Records provided below:

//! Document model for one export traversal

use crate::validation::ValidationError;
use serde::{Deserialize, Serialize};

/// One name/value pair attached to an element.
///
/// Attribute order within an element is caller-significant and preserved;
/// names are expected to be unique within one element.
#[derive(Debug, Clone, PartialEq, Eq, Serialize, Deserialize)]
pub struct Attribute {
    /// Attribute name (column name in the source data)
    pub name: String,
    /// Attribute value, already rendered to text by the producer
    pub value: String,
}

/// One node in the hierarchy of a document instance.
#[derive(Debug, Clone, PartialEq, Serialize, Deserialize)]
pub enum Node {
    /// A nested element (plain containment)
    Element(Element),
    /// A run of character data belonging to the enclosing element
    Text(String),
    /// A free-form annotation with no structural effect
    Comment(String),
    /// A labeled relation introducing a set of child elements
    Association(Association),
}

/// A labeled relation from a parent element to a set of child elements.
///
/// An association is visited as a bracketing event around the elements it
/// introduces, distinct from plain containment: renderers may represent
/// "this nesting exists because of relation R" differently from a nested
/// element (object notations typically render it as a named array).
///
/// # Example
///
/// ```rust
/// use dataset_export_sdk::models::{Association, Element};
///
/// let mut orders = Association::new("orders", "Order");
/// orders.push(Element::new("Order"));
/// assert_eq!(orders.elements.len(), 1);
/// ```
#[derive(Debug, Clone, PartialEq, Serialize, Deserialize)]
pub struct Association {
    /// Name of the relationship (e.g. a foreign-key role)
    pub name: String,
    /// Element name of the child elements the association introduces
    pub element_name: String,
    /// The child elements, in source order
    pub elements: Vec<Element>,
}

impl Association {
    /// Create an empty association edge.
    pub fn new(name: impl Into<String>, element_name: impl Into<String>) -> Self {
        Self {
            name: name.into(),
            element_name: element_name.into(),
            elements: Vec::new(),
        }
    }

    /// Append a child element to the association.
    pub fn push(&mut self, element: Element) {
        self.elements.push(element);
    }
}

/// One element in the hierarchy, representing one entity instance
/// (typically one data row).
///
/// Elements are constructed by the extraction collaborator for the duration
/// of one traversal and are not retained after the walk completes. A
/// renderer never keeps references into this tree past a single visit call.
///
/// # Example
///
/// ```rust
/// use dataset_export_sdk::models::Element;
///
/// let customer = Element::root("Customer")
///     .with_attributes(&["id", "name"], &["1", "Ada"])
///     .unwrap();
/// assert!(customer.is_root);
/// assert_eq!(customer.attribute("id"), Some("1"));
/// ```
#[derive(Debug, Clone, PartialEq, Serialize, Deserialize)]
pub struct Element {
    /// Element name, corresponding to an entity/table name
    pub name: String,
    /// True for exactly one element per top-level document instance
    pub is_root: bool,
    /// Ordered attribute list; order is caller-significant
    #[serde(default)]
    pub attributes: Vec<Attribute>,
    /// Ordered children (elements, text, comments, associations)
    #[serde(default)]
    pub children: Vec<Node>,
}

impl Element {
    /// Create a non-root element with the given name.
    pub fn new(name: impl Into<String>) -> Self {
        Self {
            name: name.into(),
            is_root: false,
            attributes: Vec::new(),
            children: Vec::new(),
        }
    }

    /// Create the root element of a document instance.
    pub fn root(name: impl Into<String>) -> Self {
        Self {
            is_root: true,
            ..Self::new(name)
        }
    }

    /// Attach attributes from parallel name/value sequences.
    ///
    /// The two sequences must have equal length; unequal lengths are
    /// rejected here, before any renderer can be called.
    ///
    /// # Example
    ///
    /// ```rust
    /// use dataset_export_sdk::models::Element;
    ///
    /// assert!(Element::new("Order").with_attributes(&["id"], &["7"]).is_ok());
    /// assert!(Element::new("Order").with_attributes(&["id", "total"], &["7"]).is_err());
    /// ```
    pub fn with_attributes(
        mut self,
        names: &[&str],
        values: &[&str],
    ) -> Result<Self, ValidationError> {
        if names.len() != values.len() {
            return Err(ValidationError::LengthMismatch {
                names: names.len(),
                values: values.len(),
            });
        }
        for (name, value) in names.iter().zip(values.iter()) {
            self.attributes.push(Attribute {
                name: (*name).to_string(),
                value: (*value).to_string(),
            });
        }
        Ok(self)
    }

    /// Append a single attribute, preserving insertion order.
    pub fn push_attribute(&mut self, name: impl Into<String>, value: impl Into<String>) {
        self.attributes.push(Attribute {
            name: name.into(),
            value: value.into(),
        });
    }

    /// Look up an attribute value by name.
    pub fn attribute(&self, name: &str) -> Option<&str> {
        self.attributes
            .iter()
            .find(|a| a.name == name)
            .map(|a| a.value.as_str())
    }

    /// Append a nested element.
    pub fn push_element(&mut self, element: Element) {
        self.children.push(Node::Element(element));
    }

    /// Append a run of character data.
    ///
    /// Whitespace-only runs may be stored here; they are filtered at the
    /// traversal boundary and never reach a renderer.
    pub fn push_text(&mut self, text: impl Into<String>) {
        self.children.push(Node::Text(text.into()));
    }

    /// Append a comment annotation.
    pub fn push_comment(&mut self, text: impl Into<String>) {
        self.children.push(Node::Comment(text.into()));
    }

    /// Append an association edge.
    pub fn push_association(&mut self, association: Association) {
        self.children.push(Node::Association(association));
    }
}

End of Records provided.

Task instructions » Output the listing verbatim through the "pub fn push(&mut" line.

Output for this task »
//! Document model for one export traversal

use crate::validation::ValidationError;
use serde::{Deserialize, Serialize};

/// One name/value pair attached to an element.
///
/// Attribute order within an element is caller-significant and preserved;
/// names are expected to be unique within one element.
#[derive(Debug, Clone, PartialEq, Eq, Serialize, Deserialize)]
pub struct Attribute {
    /// Attribute name (column name in the source data)
    pub name: String,
    /// Attribute value, already rendered to text by the producer
    pub value: String,
}

/// One node in the hierarchy of a document instance.
#[derive(Debug, Clone, PartialEq, Serialize, Deserialize)]
pub enum Node {
    /// A nested element (plain containment)
    Element(Element),
    /// A run of character data belonging to the enclosing element
    Text(String),
    /// A free-form annotation with no structural effect
    Comment(String),
    /// A labeled relation introducing a set of child elements
    Association(Association),
}

/// A labeled relation from a parent element to a set of child elements.
///
/// An association is visited as a bracketing event around the elements it
/// introduces, distinct from plain containment: renderers may represent
/// "this nesting exists because of relation R" differently from a nested
/// element (object notations typically render it as a named array).
///
/// # Example
///
/// ```rust
/// use dataset_export_sdk::models::{Association, Element};
///
/// let mut orders = Association::new("orders", "Order");
/// orders.push(Element::new("Order"));
/// assert_eq!(orders.elements.len(), 1);
/// ```
#[derive(Debug, Clone, PartialEq, Serialize, Deserialize)]
pub struct Association {
    /// Name of the relationship (e.g. a foreign-key role)
    pub name: String,
    /// Element name of the child elements the association introduces
    pub element_name: String,
    /// The child elements, in source order
    pub elements: Vec<Element>,
}

impl Association {
    /// Create an empty association edge.
    pub fn new(name: impl Into<String>, element_name: impl Into<String>) -> Self {
        Self {
            name: name.into(),
            element_name: element_name.into(),
            elements: Vec::new(),
        }
    }

    /// Append a child element to the association.
    pub fn push(&mut self, element: Element) {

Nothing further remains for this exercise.